We started the season looking solid as a rock, not conceding a goal until our fourth game but since then we have grown leakier and leakier at an alarming rate, like a rusty pipe flushed through with acid. Five goals conceded at home is not the level of organisation we sought when we realised our major source of goals from last year’s efforts cleared off to the professional game.
We’re savvy enough to know that we’ll not easily replace Ollie Palmer, but with various loan signings on the go, we have five strikers available and are yet unsure as to what our best option is up top. The 4-5-1 with Sahr Kabba of recent weeks became 4-4-2 with Scott Jones and Portsmouth loanee Ryan Bird (Bird-on-a-Hire, anyone? No? Please yourselves) and then of course 3-4-3 with an added Sahr and Jonte Smith during the second half during which we had so little shape we had begun to resemble Jabba the Hut’s ‘Frankie Say Relax’ t-shirt.
As such, with us betting it all on ATTACKATTACKATTACK, we were left bereft at the back and Sutton easily picked us off. By and large they had five chances, and took them all. We cannot blame the apparent wrongness of our disallowed opener, we still largely caused our own downfall. We collapsed like a 1920’s dowager on accidentally catching sight of her gardener’s wang.
It was unedifying to watch, some of our fans ‘snuck out’ and I found myself easily distracted by my own feet. However I’m afraid staying to be a part of these moments is as much an essential part of being a supporter as dancing on the pitch during Cup runs. You live, you learn, you deliver blows, you take them.

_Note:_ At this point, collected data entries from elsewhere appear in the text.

use std::fmt;

use serde::{Deserialize, Serialize};
use url::Url;

use crate::util::UrlExt;

/// A CodeBuild "Build State Change" event. Envelope fields other than `detail` are ignored.
#[derive(Debug, Clone, Eq, PartialEq, Deserialize, Serialize)]
pub struct BuildEvent {
    pub detail: BuildEventDetail,
}

#[derive(Debug, Clone, Eq, PartialEq, Deserialize, Serialize)]
#[serde(rename_all = "kebab-case")]
pub struct BuildEventDetail {
    pub build_id: String,
    pub project_name: String,
    pub build_status: String,
}

/// Authoritative build details as reported by the build service.
#[derive(Debug, Clone, Eq, PartialEq)]
pub struct BuildRecord {
    pub id: String,
    /// Requested source version, e.g. `pr/123` for pull request builds.
    pub source_version: String,
    /// Commit the source version resolved to.
    pub commit_id: Option<String>,
    pub logs: LogLocation,
}

#[derive(Debug, Clone, Eq, PartialEq, Hash)]
pub struct LogLocation {
    pub group_name: String,
    pub stream_name: String,
}

#[derive(Debug, Clone, Eq, PartialEq)]
pub struct ProjectSourceConfig {
    pub source_type: String,
    pub location: Option<String>,
    pub auth: Option<SourceAuth>,
}

#[derive(Debug, Clone, Eq, PartialEq)]
pub struct SourceAuth {
    pub auth_type: String,
    pub resource: Option<String>,
}

/// One page of a log stream query.
#[derive(Debug, Clone, Default, Eq, PartialEq)]
pub struct LogEventPage {
    pub messages: Vec<String>,
    pub next_token: Option<String>,
}

/// Where an archived build log was written.
#[derive(Debug, Clone, Eq, PartialEq)]
pub struct ArchivedLogRef {
    pub bucket: String,
    pub key: String,
}

impl ArchivedLogRef {
    /// Link through the log proxy, which redirects to a short-lived pre-signed URL.
    pub fn proxy_url(&self, api_endpoint: &Url) -> Url {
        api_endpoint.query_param("key", Some(&self.key))
    }
}

/// Result of an object existence check.
#[derive(Debug, Clone, Copy, Eq, PartialEq)]
pub enum ObjectLookup {
    Found,
    NotFound,
}

/// A GitHub API token. Never printed.
#[derive(Clone, Eq, PartialEq)]
pub struct Token(String);

impl Token {
    pub fn new(value: impl Into<String>) -> Self { Self(value.into()) }

    pub fn expose(&self) -> &str { &self.0 }
}

impl fmt::Debug for Token {
    fn fmt(&self, f: &mut fmt::Formatter<'_>) -> fmt::Result { f.write_str("Token(***)") }
}
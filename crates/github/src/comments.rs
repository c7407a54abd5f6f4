use std::time::Duration;

use async_trait::async_trait;
use codebuild_logs_core::{Error, Result, error::with_timeout};
use octocrab::{Octocrab, models::CommentId};

use crate::GitHub;

/// Hidden marker identifying comments posted by this service.
pub const HIDDEN_MARKER: &str = "<!-- github-codebuild-logs: build status -->";

const SAR_HOMEPAGE: &str = "https://aws.amazon.com/serverless/serverlessrepo/";

/// Fields of a rendered build status comment.
#[derive(Debug, Clone, Copy)]
pub struct StatusComment<'a> {
    pub project_name: &'a str,
    pub commit_id: Option<&'a str>,
    pub build_status: &'a str,
    pub logs_url: &'a str,
    pub expiration_in_days: u32,
}

impl StatusComment<'_> {
    pub fn render(&self) -> String {
        format!(
            "### AWS CodeBuild CI Report\n\
             \n\
             * CodeBuild project: {}\n\
             * Commit ID: {}\n\
             * Result: {}\n\
             * [Build Logs]({}) (available for {} days)\n\
             \n\
             *Powered by github-codebuild-logs, available on the \
             [AWS Serverless Application Repository]({SAR_HOMEPAGE})*\n\
             \n\
             {HIDDEN_MARKER}\n",
            self.project_name,
            self.commit_id.unwrap_or("unknown"),
            self.build_status,
            self.logs_url,
            self.expiration_in_days,
        )
    }
}

#[derive(Debug, Clone, Eq, PartialEq)]
pub struct IssueComment {
    pub id: u64,
    pub body: Option<String>,
}

impl IssueComment {
    pub fn is_status_comment(&self) -> bool {
        self.body.as_deref().is_some_and(|body| body.contains(HIDDEN_MARKER))
    }
}

/// Comment operations on the issue thread of a pull request.
#[async_trait]
pub trait IssueComments: Send + Sync {
    /// All comments on the issue, across every page.
    async fn list_comments(&self, issue_number: u64) -> Result<Vec<IssueComment>>;

    async fn create_comment(&self, issue_number: u64, body: &str) -> Result<()>;

    async fn delete_comment(&self, comment_id: u64) -> Result<()>;
}

pub(crate) struct OctocrabIssues {
    client: Octocrab,
    owner: String,
    repo: String,
    timeout: Duration,
}

impl OctocrabIssues {
    pub(crate) fn new(client: Octocrab, owner: String, repo: String, timeout: Duration) -> Self {
        Self { client, owner, repo, timeout }
    }
}

#[async_trait]
impl IssueComments for OctocrabIssues {
    async fn list_comments(&self, issue_number: u64) -> Result<Vec<IssueComment>> {
        const OP: &str = "GitHub list issue comments";
        let comments = with_timeout(OP, self.timeout, async {
            let page = self
                .client
                .issues(&self.owner, &self.repo)
                .list_comments(issue_number)
                .per_page(100)
                .send()
                .await
                .map_err(|e| Error::upstream(OP, e))?;
            self.client.all_pages(page).await.map_err(|e| Error::upstream(OP, e))
        })
        .await?;
        Ok(comments
            .into_iter()
            .map(|comment| IssueComment { id: comment.id.into_inner(), body: comment.body })
            .collect())
    }

    async fn create_comment(&self, issue_number: u64, body: &str) -> Result<()> {
        const OP: &str = "GitHub create issue comment";
        let comment = with_timeout(OP, self.timeout, async {
            self.client
                .issues(&self.owner, &self.repo)
                .create_comment(issue_number, body)
                .await
                .map_err(|e| Error::upstream(OP, e))
        })
        .await?;
        tracing::debug!("Created comment {} on #{}", comment.id, issue_number);
        Ok(())
    }

    async fn delete_comment(&self, comment_id: u64) -> Result<()> {
        const OP: &str = "GitHub delete issue comment";
        with_timeout(OP, self.timeout, async {
            self.client
                .issues(&self.owner, &self.repo)
                .delete_comment(CommentId(comment_id))
                .await
                .map_err(|e| Error::upstream(OP, e))
        })
        .await
    }
}

impl GitHub {
    /// Post a new status comment on the pull request.
    pub async fn publish_status_comment(
        &self,
        pr_id: u64,
        comment: &StatusComment<'_>,
    ) -> Result<()> {
        let repo = self.repo().await?;
        let body = comment.render();
        tracing::debug!(
            "Publishing PR comment: repo={}/{}, pr_id={}, comment={}",
            repo.owner,
            repo.repo,
            pr_id,
            body
        );
        repo.comments.create_comment(pr_id, &body).await
    }

    /// Delete every status comment previously posted on the pull request.
    ///
    /// Individual deletion failures are logged and skipped. Returns the number deleted.
    pub async fn delete_previous_comments(&self, pr_id: u64) -> Result<usize> {
        let repo = self.repo().await?;
        let comments = repo.comments.list_comments(pr_id).await?;
        let mut deleted = 0;
        for comment in comments.iter().filter(|c| c.is_status_comment()) {
            match repo.comments.delete_comment(comment.id).await {
                Ok(()) => {
                    tracing::debug!("Deleted previous comment {} on #{}", comment.id, pr_id);
                    deleted += 1;
                }
                Err(e) => {
                    tracing::warn!("Failed to delete previous comment {}: {}", comment.id, e);
                }
            }
        }
        tracing::info!(
            "Deleted {} previous comments on {}/{}#{}",
            deleted,
            repo.owner,
            repo.repo,
            pr_id
        );
        Ok(deleted)
    }
}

Speaking of the Cup, we at least have the distraction of the Road to Wembley beginning for us next Sunday but fate has not been entirely kind sending us to a Conference North club, Gloucester City, when plenty of relative minnows were available. Mind you we went to North Leigh last year and got humped out, so maybe we need a challenge we can rise to; help us back onto a more even keel.